(DATASET EXTRACT)
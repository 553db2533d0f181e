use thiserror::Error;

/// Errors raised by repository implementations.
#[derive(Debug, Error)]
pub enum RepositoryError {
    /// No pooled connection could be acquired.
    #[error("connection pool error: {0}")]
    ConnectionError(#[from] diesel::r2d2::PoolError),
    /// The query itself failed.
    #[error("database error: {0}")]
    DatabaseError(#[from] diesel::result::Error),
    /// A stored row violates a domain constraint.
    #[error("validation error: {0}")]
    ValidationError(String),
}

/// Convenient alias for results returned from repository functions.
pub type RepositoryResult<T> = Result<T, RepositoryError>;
(End DATASET EXTRACT)
*WHAT TO WORK ON*:
Your reply is to be the number of lines above in which the word "from" appears, and nothing else.

*EXERCISE SOLUTION*:
3